Scalable Quantum-Inspired Optimization through Dynamic Qubit Compression
Co Tran, Quoc-Bao Tran, Hy Truong Son, Thang N Dinh
TL;DR
This work tackles the qubit-count bottleneck in near-term quantum optimization by mapping large Ising problems to Ising Hamiltonians and compressing them with GRANITE, a quantum-inspired framework that uses a physics-informed Graph Neural Network to predict ground-state spin alignments and iteratively contract spins. By learning contraction rules and employing a hybrid loss to prioritize high-confidence merges, GRANITE achieves tunable, multi-level reductions while preserving solution quality, enabling larger instances to fit on quantum hardware such as the D-Wave Pegasus system and potentially benefiting gate-based approaches like QAOA. Empirical results across multiple graph topologies show substantial qubit reductions (down to a few percent of the original qubits) with minimal loss in optimal energy, outperforming random reduction baselines and offering a flexible preprocessing step for quantum optimization.
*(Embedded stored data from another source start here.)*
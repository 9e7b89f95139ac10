//! # Generator Module
//!
//! Drives a generation run: read the catalog, resolve constraints, map
//! columns, assemble tables, then hand them to the writer.
//!
//! The run is strictly sequential. Constraints of every table are
//! resolved before any column is mapped, so the blacklist is complete
//! by the time foreign keys are checked against it. Any catalog error
//! aborts the run before a single file is written.

// ============================================================================
// Internal Crate Imports
// ============================================================================

use crate::{
    Result,
    assembler::assemble,
    config::Config,
    mapper::map_columns,
    model::{ForeignKey, Table},
    reader::{MySqlReader, SchemaReader},
    render::BeegoRenderer,
    resolver::{Blacklist, Constraints, resolve_constraints},
    writer::{WriteReport, write_models},
};

// ============================================================================
// Assembled Schema
// ============================================================================

/// Every table of a run, plus the tables excluded as reference targets.
#[derive(Debug, Clone, Default)]
pub struct SchemaModel {
    pub tables: Vec<Table>,
    pub blacklist: Blacklist,
}

impl SchemaModel {
    /// Foreign keys of `table` whose target can be referenced, i.e. is not
    /// blacklisted.
    pub fn references<'a>(&'a self, table: &'a Table) -> impl Iterator<Item = &'a ForeignKey> + 'a {
        table.foreign_keys.values().filter(|fk| !self.blacklist.contains(&fk.ref_table))
    }
}

// ============================================================================
// Pipeline
// ============================================================================

/// Returns the tables to generate: the selection if any, otherwise every
/// table the catalog lists, in catalog order.
pub async fn select_tables<R: SchemaReader + ?Sized>(reader: &R, selection: &[String]) -> Result<Vec<String>> {
    if selection.is_empty() {
        reader.list_tables().await
    } else {
        Ok(selection.to_vec())
    }
}

/// Introspects and assembles the named tables.
pub async fn build_tables<R: SchemaReader + ?Sized>(
    reader: &R,
    table_names: &[String],
    db_name: &str,
) -> Result<SchemaModel> {
    let mut blacklist = Blacklist::new();

    let mut resolved: Vec<(&str, Constraints)> = Vec::with_capacity(table_names.len());
    for name in table_names {
        let rows = reader.table_constraints(name).await?;
        let constraints = resolve_constraints(name, &rows, &mut blacklist);
        resolved.push((name.as_str(), constraints));
    }

    let mut tables = Vec::with_capacity(resolved.len());
    for (name, constraints) in resolved {
        let rows = reader.table_columns(name).await?;
        if rows.is_empty() {
            log::warn!("{name}: no columns found, does the table exist?");
        }
        let columns = map_columns(&rows, &constraints);
        log::debug!("{name}: {} columns, pk `{}`", columns.len(), constraints.pk);
        tables.push(assemble(name, db_name, constraints, columns));
    }

    Ok(SchemaModel { tables, blacklist })
}

/// Runs a full generation against the configured database.
pub async fn generate(config: &Config) -> Result<WriteReport> {
    if let Some(fields) = config.fields() {
        log::debug!("field selection `{fields}` is not used");
    }

    let reader = MySqlReader::connect(config.conn()).await?;
    let db_name = config.database_name();

    let result = run(&reader, config, &db_name).await;
    reader.close().await;
    result
}

async fn run(reader: &MySqlReader, config: &Config, db_name: &str) -> Result<WriteReport> {
    let names = select_tables(reader, config.tables()).await?;
    let schema = build_tables(reader, &names, db_name).await?;

    for table in &schema.tables {
        for fk in schema.references(table) {
            log::debug!("{}.{} references {}.{}", table.source_name, fk.name, fk.ref_table, fk.ref_column);
        }
    }

    write_models(&schema.tables, db_name, config.out_dir(), &BeegoRenderer, config.format())
}
//! # Writer Module
//!
//! Persists rendered models as one file per table under a directory named
//! after the database.
//!
//! Failure policy: a file that cannot be opened or created is logged and
//! its table skipped; a file that was opened but cannot be written aborts
//! the run with [`Error::Write`].

use std::fs::{self, OpenOptions};
use std::io::Write;
use std::path::{Path, PathBuf};
use std::process::Command;

use crate::model::Table;
use crate::naming::{camel_case, strip_db_prefix};
use crate::render::Render;
use crate::{Error, Result};

/// Outcome of [`write_models`].
#[derive(Debug, Clone, Default, PartialEq, Eq)]
pub struct WriteReport {
    /// Files written, in table order.
    pub written: Vec<PathBuf>,
    /// Tables whose file could not be opened.
    pub skipped: Vec<String>,
}

/// File name of a table's model: `Camel(<name>_model).go`, with the
/// database-name prefix removed.
pub fn model_file_name(table_name: &str, db_name: &str) -> String {
    let (name, _) = strip_db_prefix(table_name, db_name);
    format!("{}.go", camel_case(&format!("{name}_model")))
}

/// Renders and writes every table into `<out_dir>/<db_name>/`.
///
/// When `format` is set, `gofmt -w` runs on each written file; a formatter
/// failure is only logged.
pub fn write_models<R: Render + ?Sized>(
    tables: &[Table],
    db_name: &str,
    out_dir: &Path,
    renderer: &R,
    format: bool,
) -> Result<WriteReport> {
    let dir = out_dir.join(db_name);
    if let Err(e) = fs::create_dir(&dir) {
        log::warn!("{}: {e}", dir.display());
    }

    let mut report = WriteReport::default();

    for table in tables {
        let path = dir.join(model_file_name(&table.source_name, db_name));

        let mut file = match OpenOptions::new().write(true).create(true).truncate(true).open(&path) {
            Ok(file) => file,
            Err(e) => {
                log::error!("{}: {e}", path.display());
                report.skipped.push(table.source_name.clone());
                continue;
            }
        };

        let contents = renderer.render(table, db_name);
        file.write_all(contents.as_bytes()).map_err(|source| Error::Write { path: path.clone(), source })?;
        drop(file);

        log::info!("create {}", path.display());

        if format {
            format_source(&path);
        }
        report.written.push(path);
    }

    Ok(report)
}

fn format_source(path: &Path) {
    match Command::new("gofmt").arg("-w").arg(path).status() {
        Ok(status) if status.success() => {}
        Ok(status) => log::warn!("gofmt exited with {status} for {}", path.display()),
        Err(e) => log::warn!("error while running gofmt: {e}"),
    }
}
The approach broadens the practical reach of quantum-inspired optimization on current devices and paves the way for applying dynamic qubit compression to real-world large-scale graphs and diverse quantum architectures.
Abstract
Hard combinatorial optimization problems, often mapped to Ising models, promise potential solutions with quantum advantage but are constrained by limited qubit counts in near-term devices. We present an innovative quantum-inspired framework that dynamically compresses large Ising models to fit available quantum hardware of different sizes. Thus, we aim to bridge the gap between large-scale optimization and current hardware capabilities. Our method leverages a physics-inspired GNN architecture to capture complex interactions in Ising models and accurately predict alignments among neighboring spins (aka qubits) at ground states. By progressively merging such aligned spins, we can reduce the model size while preserving the underlying optimization structure. It also provides a natural trade-off between the solution quality and size reduction, meeting different hardware constraints of quantum computing devices. Extensive numerical studies on Ising instances of diverse topologies show that our method can reduce instance size at multiple levels with virtually no losses in solution quality on the latest D-wave quantum annealers.